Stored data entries
====
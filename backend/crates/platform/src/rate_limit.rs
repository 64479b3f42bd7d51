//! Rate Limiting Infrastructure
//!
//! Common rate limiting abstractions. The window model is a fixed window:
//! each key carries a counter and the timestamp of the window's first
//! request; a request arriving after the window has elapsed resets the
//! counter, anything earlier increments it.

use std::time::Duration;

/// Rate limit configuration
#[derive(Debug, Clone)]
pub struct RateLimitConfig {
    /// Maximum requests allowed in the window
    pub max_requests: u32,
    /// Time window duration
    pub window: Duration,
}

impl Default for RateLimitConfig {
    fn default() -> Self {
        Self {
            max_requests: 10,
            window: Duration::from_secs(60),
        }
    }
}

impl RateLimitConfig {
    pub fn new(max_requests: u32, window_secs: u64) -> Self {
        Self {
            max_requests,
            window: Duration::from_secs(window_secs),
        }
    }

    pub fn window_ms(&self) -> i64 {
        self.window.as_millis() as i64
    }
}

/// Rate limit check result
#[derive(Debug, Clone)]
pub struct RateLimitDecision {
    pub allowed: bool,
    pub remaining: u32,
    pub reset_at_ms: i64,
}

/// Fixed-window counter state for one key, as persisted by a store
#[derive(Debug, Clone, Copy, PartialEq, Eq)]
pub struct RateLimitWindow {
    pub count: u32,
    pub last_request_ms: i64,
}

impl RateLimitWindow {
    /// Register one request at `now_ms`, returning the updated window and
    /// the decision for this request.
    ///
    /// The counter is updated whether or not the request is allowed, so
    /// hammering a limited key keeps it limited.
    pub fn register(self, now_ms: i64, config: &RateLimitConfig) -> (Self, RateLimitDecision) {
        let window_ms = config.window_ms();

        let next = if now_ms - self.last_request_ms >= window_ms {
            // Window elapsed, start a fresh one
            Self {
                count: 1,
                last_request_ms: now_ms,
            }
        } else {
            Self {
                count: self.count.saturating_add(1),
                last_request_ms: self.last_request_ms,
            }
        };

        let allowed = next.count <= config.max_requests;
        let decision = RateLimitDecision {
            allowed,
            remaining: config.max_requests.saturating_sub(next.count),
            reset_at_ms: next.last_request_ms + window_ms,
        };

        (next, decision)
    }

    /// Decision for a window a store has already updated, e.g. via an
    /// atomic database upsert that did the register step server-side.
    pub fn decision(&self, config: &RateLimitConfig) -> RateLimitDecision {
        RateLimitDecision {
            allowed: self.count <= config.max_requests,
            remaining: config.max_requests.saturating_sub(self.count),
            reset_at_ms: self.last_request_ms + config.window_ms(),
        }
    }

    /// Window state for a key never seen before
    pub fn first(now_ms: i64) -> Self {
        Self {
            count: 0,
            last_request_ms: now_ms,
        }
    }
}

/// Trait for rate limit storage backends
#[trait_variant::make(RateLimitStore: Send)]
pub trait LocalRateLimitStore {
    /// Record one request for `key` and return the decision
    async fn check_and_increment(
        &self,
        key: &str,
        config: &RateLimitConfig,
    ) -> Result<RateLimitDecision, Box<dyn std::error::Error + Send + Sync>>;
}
====
Could you transcribe each entry exactly as it stands?

Answer section>
filename backend/crates/platform/src/rate_limit.rs
repository 64479b3f42bd7d51
//! Rate Limiting Infrastructure
//!
//! Common rate limiting abstractions. The window model is a fixed window:
//! each key carries a counter and the timestamp of the window's first
//! request; a request arriving after the window has elapsed resets the
//! counter, anything earlier increments it.

use std::time::Duration;

/// Rate limit configuration
#[derive(Debug, Clone)]
pub struct RateLimitConfig {
    /// Maximum requests allowed in the window
    pub max_requests: u32,
    /// Time window duration
    pub window: Duration,
}

impl Default for RateLimitConfig {
    fn default() -> Self {
        Self {
            max_requests: 10,
            window: Duration::from_secs(60),
        }
    }
}

impl RateLimitConfig {
    pub fn new(max_requests: u32, window_secs: u64) -> Self {
        Self {
            max_requests,
            window: Duration::from_secs(window_secs),
        }
    }

    pub fn window_ms(&self) -> i64 {
        self.window.as_millis() as i64
    }
}

/// Rate limit check result
#[derive(Debug, Clone)]
pub struct RateLimitDecision {
    pub allowed: bool,
    pub remaining: u32,
    pub reset_at_ms: i64,
}

/// Fixed-window counter state for one key, as persisted by a store
#[derive(Debug, Clone, Copy, PartialEq, Eq)]
pub struct RateLimitWindow {
    pub count: u32,
    pub last_request_ms: i64,
}

impl RateLimitWindow {
    /// Register one request at `now_ms`, returning the updated window and
    /// the decision for this request.
    ///
    /// The counter is updated whether or not the request is allowed, so
    /// hammering a limited key keeps it limited.
    pub fn register(self, now_ms: i64, config: &RateLimitConfig) -> (Self, RateLimitDecision) {
        let window_ms = config.window_ms();

        let next = if now_ms - self.last_request_ms >= window_ms {
            // Window elapsed, start a fresh one
            Self {
                count: 1,
                last_request_ms: now_ms,
            }
        } else {
            Self {
                count: self.count.saturating_add(1),
                last_request_ms: self.last_request_ms,
            }
        };

        let allowed = next.count <= config.max_requests;
        let decision = RateLimitDecision {
            allowed,
            remaining: config.max_requests.saturating_sub(next.count),
            reset_at_ms: next.last_request_ms + window_ms,
        };

        (next, decision)
    }

    /// Decision for a window a store has already updated, e.g. via an
    /// atomic database upsert that did the register step server-side.
    pub fn decision(&self, config: &RateLimitConfig) -> RateLimitDecision {
        RateLimitDecision {
            allowed: self.count <= config.max_requests,
            remaining: config.max_requests.saturating_sub(self.count),
            reset_at_ms: self.last_request_ms + config.window_ms(),
        }
    }

    /// Window state for a key never seen before
    pub fn first(now_ms: i64) -> Self {
        Self {
            count: 0,
            last_request_ms: now_ms,
        }
    }
}

/// Trait for rate limit storage backends
#[trait_variant::make(RateLimitStore: Send)]
pub trait LocalRateLimitStore {
    /// Record one request for `key` and return the decision
    async fn check_and_increment(
        &self,
        key: &str,
        config: &RateLimitConfig,
    ) -> Result<RateLimitDecision, Box<dyn std::error::Error + Send + Sync>>;
}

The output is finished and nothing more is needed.